_Description of the task_. Look through the records, and wherever the string "commons" turns up, copy out that line.

*** Provided data

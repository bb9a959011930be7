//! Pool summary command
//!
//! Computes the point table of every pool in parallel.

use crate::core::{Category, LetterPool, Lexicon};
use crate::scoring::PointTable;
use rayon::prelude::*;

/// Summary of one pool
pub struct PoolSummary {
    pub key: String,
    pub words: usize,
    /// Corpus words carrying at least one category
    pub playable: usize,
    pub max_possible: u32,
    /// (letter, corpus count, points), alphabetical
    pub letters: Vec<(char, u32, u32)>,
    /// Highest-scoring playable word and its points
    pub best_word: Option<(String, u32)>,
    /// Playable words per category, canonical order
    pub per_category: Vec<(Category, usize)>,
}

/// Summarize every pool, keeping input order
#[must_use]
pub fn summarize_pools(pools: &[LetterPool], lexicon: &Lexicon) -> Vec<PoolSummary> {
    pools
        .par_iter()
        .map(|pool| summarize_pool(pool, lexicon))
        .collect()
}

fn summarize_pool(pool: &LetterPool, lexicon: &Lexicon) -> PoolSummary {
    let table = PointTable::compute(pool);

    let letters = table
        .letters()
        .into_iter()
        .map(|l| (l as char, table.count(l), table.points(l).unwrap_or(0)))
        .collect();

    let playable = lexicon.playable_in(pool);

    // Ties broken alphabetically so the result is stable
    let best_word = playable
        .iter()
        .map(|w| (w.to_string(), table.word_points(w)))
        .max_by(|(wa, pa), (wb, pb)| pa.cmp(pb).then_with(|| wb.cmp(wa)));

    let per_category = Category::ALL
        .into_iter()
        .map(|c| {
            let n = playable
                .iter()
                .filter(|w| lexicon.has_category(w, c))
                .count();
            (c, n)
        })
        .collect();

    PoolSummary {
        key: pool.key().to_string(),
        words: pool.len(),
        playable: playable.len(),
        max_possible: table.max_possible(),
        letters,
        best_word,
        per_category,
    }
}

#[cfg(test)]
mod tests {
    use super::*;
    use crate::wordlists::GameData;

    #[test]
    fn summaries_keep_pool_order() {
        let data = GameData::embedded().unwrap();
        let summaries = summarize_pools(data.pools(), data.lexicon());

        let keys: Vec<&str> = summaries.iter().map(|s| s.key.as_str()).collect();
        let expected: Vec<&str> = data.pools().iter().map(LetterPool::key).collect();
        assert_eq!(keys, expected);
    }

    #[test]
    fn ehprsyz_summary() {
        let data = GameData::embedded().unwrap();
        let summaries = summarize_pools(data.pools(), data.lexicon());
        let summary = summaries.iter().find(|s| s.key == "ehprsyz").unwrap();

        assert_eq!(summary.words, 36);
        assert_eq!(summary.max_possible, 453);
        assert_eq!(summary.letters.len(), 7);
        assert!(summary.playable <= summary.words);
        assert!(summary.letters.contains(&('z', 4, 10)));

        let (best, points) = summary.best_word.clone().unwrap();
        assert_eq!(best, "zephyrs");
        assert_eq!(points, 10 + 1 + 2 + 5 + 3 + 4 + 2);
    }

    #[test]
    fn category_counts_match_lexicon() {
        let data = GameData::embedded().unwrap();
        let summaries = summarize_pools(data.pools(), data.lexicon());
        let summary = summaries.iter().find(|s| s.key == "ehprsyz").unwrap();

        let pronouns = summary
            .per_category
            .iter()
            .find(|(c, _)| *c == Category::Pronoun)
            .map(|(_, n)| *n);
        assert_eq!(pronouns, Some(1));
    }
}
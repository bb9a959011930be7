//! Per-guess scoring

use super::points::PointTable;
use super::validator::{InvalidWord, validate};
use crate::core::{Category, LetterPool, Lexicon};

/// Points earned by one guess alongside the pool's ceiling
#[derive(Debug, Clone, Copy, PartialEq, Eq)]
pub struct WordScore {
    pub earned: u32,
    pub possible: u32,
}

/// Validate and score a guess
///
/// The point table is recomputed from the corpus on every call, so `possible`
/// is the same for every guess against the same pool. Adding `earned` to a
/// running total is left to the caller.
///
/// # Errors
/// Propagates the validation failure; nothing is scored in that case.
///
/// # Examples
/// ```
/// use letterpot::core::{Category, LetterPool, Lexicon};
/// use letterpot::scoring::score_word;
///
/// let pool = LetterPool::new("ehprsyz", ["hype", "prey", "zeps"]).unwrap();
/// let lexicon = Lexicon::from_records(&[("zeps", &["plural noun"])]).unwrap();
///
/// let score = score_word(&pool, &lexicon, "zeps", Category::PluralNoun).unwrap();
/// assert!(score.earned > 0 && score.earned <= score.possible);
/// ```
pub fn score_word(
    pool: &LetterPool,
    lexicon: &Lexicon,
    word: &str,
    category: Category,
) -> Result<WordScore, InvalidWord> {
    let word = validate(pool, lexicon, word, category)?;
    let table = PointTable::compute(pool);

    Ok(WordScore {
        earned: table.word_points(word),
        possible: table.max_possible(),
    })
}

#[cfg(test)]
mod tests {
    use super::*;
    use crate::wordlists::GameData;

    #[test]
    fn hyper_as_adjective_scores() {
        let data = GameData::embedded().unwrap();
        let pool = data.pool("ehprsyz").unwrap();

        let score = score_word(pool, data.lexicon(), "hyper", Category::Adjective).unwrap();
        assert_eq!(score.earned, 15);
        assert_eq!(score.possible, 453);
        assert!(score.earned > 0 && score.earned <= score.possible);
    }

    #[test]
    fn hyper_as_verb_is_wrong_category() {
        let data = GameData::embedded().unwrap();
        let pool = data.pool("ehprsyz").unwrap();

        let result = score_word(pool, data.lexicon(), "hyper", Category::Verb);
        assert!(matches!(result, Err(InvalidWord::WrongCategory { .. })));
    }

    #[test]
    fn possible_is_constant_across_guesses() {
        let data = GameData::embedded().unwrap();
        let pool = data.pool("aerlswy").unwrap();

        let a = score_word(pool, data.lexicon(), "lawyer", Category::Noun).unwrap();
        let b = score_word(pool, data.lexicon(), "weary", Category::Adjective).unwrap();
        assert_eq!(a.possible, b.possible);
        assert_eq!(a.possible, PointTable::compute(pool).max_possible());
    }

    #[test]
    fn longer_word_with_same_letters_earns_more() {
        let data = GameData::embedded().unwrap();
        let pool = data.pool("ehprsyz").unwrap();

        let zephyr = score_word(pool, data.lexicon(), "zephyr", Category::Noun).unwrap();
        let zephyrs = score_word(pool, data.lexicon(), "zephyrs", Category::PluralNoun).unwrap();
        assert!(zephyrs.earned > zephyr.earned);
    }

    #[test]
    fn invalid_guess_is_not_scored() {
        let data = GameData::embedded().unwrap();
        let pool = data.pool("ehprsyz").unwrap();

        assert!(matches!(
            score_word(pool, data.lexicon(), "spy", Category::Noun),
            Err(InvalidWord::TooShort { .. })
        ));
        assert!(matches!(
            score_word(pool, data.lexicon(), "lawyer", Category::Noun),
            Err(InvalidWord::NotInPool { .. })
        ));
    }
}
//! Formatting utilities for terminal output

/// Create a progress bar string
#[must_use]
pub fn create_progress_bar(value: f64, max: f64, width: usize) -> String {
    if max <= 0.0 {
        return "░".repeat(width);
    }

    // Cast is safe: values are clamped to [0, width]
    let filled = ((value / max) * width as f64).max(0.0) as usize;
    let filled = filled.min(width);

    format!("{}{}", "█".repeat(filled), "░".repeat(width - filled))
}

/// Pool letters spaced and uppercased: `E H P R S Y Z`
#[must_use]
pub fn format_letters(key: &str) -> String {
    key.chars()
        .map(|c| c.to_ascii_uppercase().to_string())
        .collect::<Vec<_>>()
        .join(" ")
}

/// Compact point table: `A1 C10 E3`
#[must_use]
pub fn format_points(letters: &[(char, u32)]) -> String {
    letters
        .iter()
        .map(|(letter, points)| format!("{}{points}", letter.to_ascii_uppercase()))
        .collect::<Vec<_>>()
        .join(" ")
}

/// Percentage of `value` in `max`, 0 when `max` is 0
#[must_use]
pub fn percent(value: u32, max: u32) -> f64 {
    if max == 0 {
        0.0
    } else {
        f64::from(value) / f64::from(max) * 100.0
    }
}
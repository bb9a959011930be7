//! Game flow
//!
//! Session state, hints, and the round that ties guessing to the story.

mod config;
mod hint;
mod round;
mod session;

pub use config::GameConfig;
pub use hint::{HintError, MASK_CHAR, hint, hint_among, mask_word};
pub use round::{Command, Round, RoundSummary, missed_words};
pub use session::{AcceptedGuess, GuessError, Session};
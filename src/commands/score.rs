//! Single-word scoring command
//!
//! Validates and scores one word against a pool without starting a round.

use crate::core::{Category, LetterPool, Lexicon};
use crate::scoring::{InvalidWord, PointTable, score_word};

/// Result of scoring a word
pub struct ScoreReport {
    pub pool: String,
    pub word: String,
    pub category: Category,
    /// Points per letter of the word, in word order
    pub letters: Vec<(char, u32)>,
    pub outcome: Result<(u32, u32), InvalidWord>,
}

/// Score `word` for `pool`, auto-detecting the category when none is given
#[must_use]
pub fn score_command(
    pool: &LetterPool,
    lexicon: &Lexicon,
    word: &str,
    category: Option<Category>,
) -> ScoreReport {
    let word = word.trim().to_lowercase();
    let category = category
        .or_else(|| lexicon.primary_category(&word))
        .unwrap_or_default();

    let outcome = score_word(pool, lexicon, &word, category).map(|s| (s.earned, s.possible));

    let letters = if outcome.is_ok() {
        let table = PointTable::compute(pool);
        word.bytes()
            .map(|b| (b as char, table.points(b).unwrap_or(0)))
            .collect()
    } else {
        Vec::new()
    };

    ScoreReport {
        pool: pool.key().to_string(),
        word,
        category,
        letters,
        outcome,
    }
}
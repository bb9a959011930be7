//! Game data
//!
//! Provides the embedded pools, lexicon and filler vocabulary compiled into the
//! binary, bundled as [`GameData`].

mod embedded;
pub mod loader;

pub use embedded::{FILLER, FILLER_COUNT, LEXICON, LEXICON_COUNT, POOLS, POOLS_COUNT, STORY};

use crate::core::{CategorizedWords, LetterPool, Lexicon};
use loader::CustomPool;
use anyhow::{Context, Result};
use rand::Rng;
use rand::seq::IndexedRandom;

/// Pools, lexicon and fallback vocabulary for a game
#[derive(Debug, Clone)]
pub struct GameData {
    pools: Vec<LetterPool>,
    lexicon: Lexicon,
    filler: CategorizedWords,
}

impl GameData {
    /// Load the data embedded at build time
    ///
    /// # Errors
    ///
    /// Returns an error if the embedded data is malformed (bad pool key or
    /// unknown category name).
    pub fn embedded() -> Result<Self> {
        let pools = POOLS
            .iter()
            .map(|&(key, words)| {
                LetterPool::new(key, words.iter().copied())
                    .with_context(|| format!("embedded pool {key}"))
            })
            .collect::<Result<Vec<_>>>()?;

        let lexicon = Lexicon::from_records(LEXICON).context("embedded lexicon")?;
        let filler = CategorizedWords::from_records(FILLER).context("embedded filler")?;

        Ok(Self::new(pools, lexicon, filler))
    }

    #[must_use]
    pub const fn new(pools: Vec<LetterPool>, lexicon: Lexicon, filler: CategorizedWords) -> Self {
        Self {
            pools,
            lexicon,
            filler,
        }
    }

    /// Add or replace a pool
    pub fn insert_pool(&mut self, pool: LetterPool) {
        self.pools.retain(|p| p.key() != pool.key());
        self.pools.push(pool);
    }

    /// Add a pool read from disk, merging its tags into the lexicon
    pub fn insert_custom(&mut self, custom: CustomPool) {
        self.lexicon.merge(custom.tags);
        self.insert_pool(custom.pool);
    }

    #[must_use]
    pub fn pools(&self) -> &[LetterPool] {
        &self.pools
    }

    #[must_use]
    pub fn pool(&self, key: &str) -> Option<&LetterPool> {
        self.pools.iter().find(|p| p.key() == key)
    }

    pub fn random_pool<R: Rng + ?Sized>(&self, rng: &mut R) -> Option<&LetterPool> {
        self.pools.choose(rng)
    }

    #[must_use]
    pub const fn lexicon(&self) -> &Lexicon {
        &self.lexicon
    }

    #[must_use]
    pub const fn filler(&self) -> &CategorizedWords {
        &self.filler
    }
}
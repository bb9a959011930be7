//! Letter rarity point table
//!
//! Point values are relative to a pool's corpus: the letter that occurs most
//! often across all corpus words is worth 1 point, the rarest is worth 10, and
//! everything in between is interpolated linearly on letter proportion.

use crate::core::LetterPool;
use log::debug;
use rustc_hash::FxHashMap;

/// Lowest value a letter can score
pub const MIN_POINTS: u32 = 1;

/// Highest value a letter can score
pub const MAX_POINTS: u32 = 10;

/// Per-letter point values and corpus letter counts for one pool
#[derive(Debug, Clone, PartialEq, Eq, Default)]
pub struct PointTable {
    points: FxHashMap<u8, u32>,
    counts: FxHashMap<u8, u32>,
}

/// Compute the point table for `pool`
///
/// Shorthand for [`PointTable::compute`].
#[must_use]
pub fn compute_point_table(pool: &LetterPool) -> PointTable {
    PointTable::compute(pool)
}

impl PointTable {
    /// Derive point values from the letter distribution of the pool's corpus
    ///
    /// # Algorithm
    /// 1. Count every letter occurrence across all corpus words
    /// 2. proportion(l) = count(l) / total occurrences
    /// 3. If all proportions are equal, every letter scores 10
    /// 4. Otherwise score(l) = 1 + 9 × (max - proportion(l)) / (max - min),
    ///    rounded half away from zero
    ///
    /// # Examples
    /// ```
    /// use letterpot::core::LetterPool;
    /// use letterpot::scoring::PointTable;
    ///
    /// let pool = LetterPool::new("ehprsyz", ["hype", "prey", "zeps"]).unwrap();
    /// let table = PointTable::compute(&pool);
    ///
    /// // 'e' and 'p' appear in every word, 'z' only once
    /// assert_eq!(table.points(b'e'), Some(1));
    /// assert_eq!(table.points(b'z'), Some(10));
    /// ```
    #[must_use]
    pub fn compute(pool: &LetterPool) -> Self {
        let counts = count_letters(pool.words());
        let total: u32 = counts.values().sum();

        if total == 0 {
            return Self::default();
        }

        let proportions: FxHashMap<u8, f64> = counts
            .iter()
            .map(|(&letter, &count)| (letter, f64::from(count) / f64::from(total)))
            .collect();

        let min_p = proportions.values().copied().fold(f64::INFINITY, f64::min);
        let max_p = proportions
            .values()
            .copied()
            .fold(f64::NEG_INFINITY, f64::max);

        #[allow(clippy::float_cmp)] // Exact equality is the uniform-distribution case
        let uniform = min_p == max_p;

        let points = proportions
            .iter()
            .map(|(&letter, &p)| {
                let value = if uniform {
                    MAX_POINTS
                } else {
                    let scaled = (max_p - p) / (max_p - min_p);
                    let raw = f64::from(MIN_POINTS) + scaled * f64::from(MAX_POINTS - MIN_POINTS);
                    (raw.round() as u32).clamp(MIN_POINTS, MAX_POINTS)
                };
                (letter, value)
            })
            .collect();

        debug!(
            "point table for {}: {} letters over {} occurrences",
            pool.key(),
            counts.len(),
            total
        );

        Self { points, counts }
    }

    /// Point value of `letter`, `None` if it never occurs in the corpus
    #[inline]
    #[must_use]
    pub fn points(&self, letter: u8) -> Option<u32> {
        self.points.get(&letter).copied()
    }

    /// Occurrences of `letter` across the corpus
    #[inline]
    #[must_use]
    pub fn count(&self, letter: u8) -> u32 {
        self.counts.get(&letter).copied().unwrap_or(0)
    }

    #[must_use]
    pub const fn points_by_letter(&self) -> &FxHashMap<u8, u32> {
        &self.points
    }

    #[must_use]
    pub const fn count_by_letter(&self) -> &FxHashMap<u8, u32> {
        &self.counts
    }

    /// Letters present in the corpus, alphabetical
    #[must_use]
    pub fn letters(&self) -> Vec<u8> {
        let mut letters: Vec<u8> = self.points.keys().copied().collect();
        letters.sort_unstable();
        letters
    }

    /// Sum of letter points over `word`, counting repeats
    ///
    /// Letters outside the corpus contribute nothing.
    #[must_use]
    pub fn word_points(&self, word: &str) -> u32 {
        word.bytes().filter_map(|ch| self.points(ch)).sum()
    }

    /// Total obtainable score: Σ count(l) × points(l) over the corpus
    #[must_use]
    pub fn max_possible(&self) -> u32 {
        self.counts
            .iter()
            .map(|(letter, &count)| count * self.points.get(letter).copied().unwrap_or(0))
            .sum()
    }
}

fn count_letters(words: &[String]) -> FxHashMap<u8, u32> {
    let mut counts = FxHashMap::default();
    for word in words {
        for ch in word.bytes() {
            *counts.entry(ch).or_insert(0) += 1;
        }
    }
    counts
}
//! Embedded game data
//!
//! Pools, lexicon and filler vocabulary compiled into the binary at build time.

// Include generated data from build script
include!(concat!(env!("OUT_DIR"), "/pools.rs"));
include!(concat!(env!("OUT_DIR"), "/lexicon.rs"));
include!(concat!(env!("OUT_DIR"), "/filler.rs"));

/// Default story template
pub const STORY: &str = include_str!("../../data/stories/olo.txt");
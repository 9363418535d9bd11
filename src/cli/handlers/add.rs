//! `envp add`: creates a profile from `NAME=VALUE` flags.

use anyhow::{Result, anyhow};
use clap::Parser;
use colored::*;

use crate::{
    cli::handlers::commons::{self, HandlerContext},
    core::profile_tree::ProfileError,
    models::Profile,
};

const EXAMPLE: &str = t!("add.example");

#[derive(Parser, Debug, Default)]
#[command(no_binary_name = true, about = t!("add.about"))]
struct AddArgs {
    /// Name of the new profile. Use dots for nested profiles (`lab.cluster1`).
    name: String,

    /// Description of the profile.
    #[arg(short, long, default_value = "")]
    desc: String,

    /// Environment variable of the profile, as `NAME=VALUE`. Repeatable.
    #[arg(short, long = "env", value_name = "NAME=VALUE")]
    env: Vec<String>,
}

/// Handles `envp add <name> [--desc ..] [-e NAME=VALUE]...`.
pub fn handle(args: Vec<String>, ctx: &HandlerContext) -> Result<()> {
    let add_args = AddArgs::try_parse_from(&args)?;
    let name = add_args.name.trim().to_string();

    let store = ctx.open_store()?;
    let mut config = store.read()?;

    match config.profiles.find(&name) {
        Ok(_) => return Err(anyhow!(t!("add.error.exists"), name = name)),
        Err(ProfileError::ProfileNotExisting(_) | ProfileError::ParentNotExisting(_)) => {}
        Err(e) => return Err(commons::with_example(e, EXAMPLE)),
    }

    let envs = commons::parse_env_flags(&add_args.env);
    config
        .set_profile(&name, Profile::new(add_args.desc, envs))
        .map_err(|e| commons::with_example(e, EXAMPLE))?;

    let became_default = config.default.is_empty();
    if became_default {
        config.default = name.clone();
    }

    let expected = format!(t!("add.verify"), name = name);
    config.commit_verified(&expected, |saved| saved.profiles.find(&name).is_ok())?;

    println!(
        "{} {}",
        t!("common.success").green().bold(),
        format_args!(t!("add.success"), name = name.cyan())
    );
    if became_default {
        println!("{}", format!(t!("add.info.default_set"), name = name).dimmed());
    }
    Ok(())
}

******

_Task output_.
    cli::handlers::commons::{self, HandlerContext},
        Err(e) => return Err(commons::with_example(e, EXAMPLE)),
    let envs = commons::parse_env_flags(&add_args.env);
        .map_err(|e| commons::with_example(e, EXAMPLE))?;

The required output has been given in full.